I welcome 2011 with wide-open arms and cautious but burgeoning optimism. I look to the coming year with a little sparkle in my eye, feeling it will offer me a fresh start, a clean slate... I hope 2011 will be better than 2010.
2010 was the year I found a lump in my throat - literally. It was the year I spent some months worrying if I had Cancer. And it was the year I had to have MRIs, ultrasounds and finally, surgery. It was the year in which when I came to from anesthesia, the first thing I asked for was Kettle One vodka. The silver lining: 2010 is the year I heard the word "BENIGN" and breathed a sigh of relief so massive, it was like losing 30 pounds in a swoop.
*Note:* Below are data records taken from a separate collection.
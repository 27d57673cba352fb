use anyhow::{Context, Result};
use chrono::{DateTime, Local, Utc};
use clap::{Parser, Subcommand};
use shared::{Config, DigestArchive, StateTracker, StoredArticle};
use std::io::{self, BufRead, Write as _};
use tracing_subscriber::EnvFilter;

#[derive(Parser)]
#[command(name = "manage-db")]
#[command(about = "Inspect and maintain the sumo-digest state database")]
struct Args {
    #[command(subcommand)]
    command: Command,
}

#[derive(Subcommand)]
enum Command {
    /// Show database statistics
    Stats,
    /// Show articles recorded recently
    Recent {
        /// Number of days to look back
        #[arg(short, long, default_value = "7", value_parser = days_in_range())]
        days: i64,
    },
    /// Show articles that were never delivered
    Unprocessed,
    /// Delete articles older than the given number of days
    Cleanup {
        #[arg(short, long, default_value = "30", value_parser = days_in_range())]
        days: i64,
    },
    /// Mark every article as undelivered again
    Reset {
        /// Skip the confirmation prompt
        #[arg(short, long)]
        yes: bool,
    },
    /// List archived digests, newest first
    Archives,
}

fn days_in_range() -> clap::builder::RangedI64ValueParser<i64> {
    clap::value_parser!(i64).range(1..=36500)
}

fn main() -> Result<()> {
    let args = Args::parse();

    tracing_subscriber::fmt()
        .with_env_filter(EnvFilter::try_from_default_env().unwrap_or_else(|_| EnvFilter::new("warn")))
        .with_writer(io::stderr)
        .init();

    let config = Config::from_env()?;

    match args.command {
        Command::Stats => show_stats(&open_state(&config)?),
        Command::Recent { days } => show_recent(&open_state(&config)?, days),
        Command::Unprocessed => show_unprocessed(&open_state(&config)?),
        Command::Cleanup { days } => {
            let state = open_state(&config)?;
            println!("🧹 Cleaning up articles older than {} days...", days);
            let deleted = state.cleanup(days)?;
            println!("✓ Deleted {} old articles", deleted);
            Ok(())
        }
        Command::Reset { yes } => {
            let state = open_state(&config)?;
            if !yes && !confirm("Mark all articles as unprocessed?", io::stdin().lock())? {
                println!("Cancelled.");
                return Ok(());
            }
            let updated = state.reset_processed()?;
            println!("✓ Reset {} articles to unprocessed", updated);
            Ok(())
        }
        Command::Archives => show_archives(&DigestArchive::new(config.archives_dir.clone())),
    }
}

fn open_state(config: &Config) -> Result<StateTracker> {
    StateTracker::open(&config.db_path)
        .with_context(|| format!("Failed to open state database {}", config.db_path.display()))
}

fn show_stats(state: &StateTracker) -> Result<()> {
    let stats = state.stats()?;

    println!("📊 Database Statistics");
    println!("{}", "=".repeat(30));
    println!("Total articles: {}", stats.total);
    println!("Processed: {}", stats.processed);
    println!("Unprocessed: {}", stats.unprocessed);
    println!("Last 24 hours: {}", stats.last_24h);

    if !stats.by_source.is_empty() {
        println!("\nBy source:");
        for (source, count) in &stats.by_source {
            println!("  {}: {}", source, count);
        }
    }
    Ok(())
}

fn show_recent(state: &StateTracker, days: i64) -> Result<()> {
    let articles = state.recent(days, 20)?;

    println!("📰 Recent Articles (last {} days)", days);
    println!("{}", "=".repeat(50));
    for article in &articles {
        let status = if article.processed { "DONE" } else { "TODO" };
        print_article(status, article);
    }
    if articles.is_empty() {
        println!("No articles.");
    }
    Ok(())
}

fn show_unprocessed(state: &StateTracker) -> Result<()> {
    let articles = state.unprocessed(50)?;

    println!("📋 Unprocessed Articles ({})", articles.len());
    println!("{}", "=".repeat(40));
    for article in &articles {
        print_article("TODO", article);
    }
    Ok(())
}

fn show_archives(archive: &DigestArchive) -> Result<()> {
    let files = archive.list()?;

    if files.is_empty() {
        println!("No archived digests in {}", archive.dir().display());
        return Ok(());
    }

    println!("🗄  Archived Digests ({})", files.len());
    println!("{}", "=".repeat(50));
    for (path, record) in &files {
        println!("{}  {}", format_timestamp(Some(record.timestamp)), record.subject);
        println!(
            "   {} articles, to {}",
            record.article_count,
            record.recipient.as_deref().unwrap_or("unknown")
        );
        println!("   {}", path.display());
        println!();
    }
    Ok(())
}

fn print_article(status: &str, article: &StoredArticle) {
    let title: String = article.title.chars().take(60).collect();
    let ellipsis = if article.title.chars().count() > 60 { "..." } else { "" };
    println!("{} [{}] {}{}", status, article.source, title, ellipsis);
    println!("   {}", article.url);
    println!("   Scraped: {}", format_timestamp(article.scraped_at));
    println!();
}

fn format_timestamp(ts: Option<DateTime<Utc>>) -> String {
    match ts {
        Some(ts) => ts.with_timezone(&Local).format("%Y-%m-%d %H:%M:%S").to_string(),
        None => "unknown".to_string(),
    }
}

fn confirm(question: &str, mut input: impl BufRead) -> Result<bool> {
    print!("{} (y/N): ", question);
    io::stdout().flush()?;

    let mut answer = String::new();
    input.read_line(&mut answer)?;
    Ok(matches!(answer.trim().to_lowercase().as_str(), "y" | "yes"))
}
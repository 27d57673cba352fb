use thiserror::Error;

/// A single page or source could not be retrieved. Isolated to that source.
#[derive(Debug, Error)]
pub enum FetchError {
    #[error("request to {url} failed: {source}")]
    Transport {
        url: String,
        #[source]
        source: reqwest::Error,
    },

    #[error("{url} returned HTTP {status}")]
    Status { url: String, status: u16 },

    #[error("could not decode body of {url}: {source}")]
    Body {
        url: String,
        #[source]
        source: reqwest::Error,
    },

    #[error("invalid URL {0}")]
    InvalidUrl(String),
}

/// The generative backend failed or produced something unusable.
/// Callers always have a deterministic fallback for this.
#[derive(Debug, Error)]
pub enum BackendError {
    #[error("backend request failed: {0}")]
    Request(#[from] reqwest::Error),

    #[error("backend rate limited: {0}")]
    RateLimited(String),

    #[error("backend returned error {status}: {body}")]
    Api { status: u16, body: String },

    #[error("backend returned an empty response")]
    Empty,

    #[error("backend response could not be used: {0}")]
    Unusable(String),
}

/// Transport-level delivery failure. Surfaced as the run outcome.
#[derive(Debug, Error)]
pub enum DeliveryError {
    #[error("invalid address {address}: {reason}")]
    Address { address: String, reason: String },

    #[error("failed to build message: {0}")]
    Message(String),

    #[error("SMTP delivery failed: {0}")]
    Smtp(String),

    #[error("delivery task failed: {0}")]
    Task(String),
}

#[derive(Debug, Error)]
pub enum StateError {
    #[error("state database error: {0}")]
    Sqlite(#[from] rusqlite::Error),

    #[error("state database I/O error: {0}")]
    Io(#[from] std::io::Error),
}

pub type StateResult<T> = std::result::Result<T, StateError>;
This was the year in which I had a bus accident. In which I was tossed a couple feet from my seat in the back and landed hard on the aisle floor. And so I started physical therapy and had x-rays and more doctors... {sigh}
2010 was the year I realized I was in love. And I both celebrated and despised that. My life became so much more complicated and annoying and often times I cried for it. I do not know what to do with this feeling. I do not know how to embrace it properly or let it go if need be... 2011, I wish for you to bring me resolve.
2010 was the year my grandfather suffered his second stroke followed by pneumonia, rendering him, basically, unconscious for several months, lying lifeless in a hospice bed. It was the year in which I did not visit enough, did not whisper to him enough how much I loved him nor did I deal with it like a grown-up. It was the year when, the night before I was set to visit him one last time, he died. It was the first time I ever gave a eulogy. I beg it be the last.
This year brought me too much pain and sadness. I was pushed to the absolute limit of what I could stand... but I am still standing. I am bruised and battered but I am not broken. Well, not completely. In 2011, I will stop being sad. I will move on. I will find my strength. I will hug more and hurt less.
I am not religious but a friend gave me this and it warmed my heart:
"God is faithful, and he will not let you be tested beyond your strength
but with your testing he will also provide the way out so that you may be able to endure it."
1 Corinthians 10:13
Thank you, Ben.
My friends, I wish you a happy, healthy and safe new year.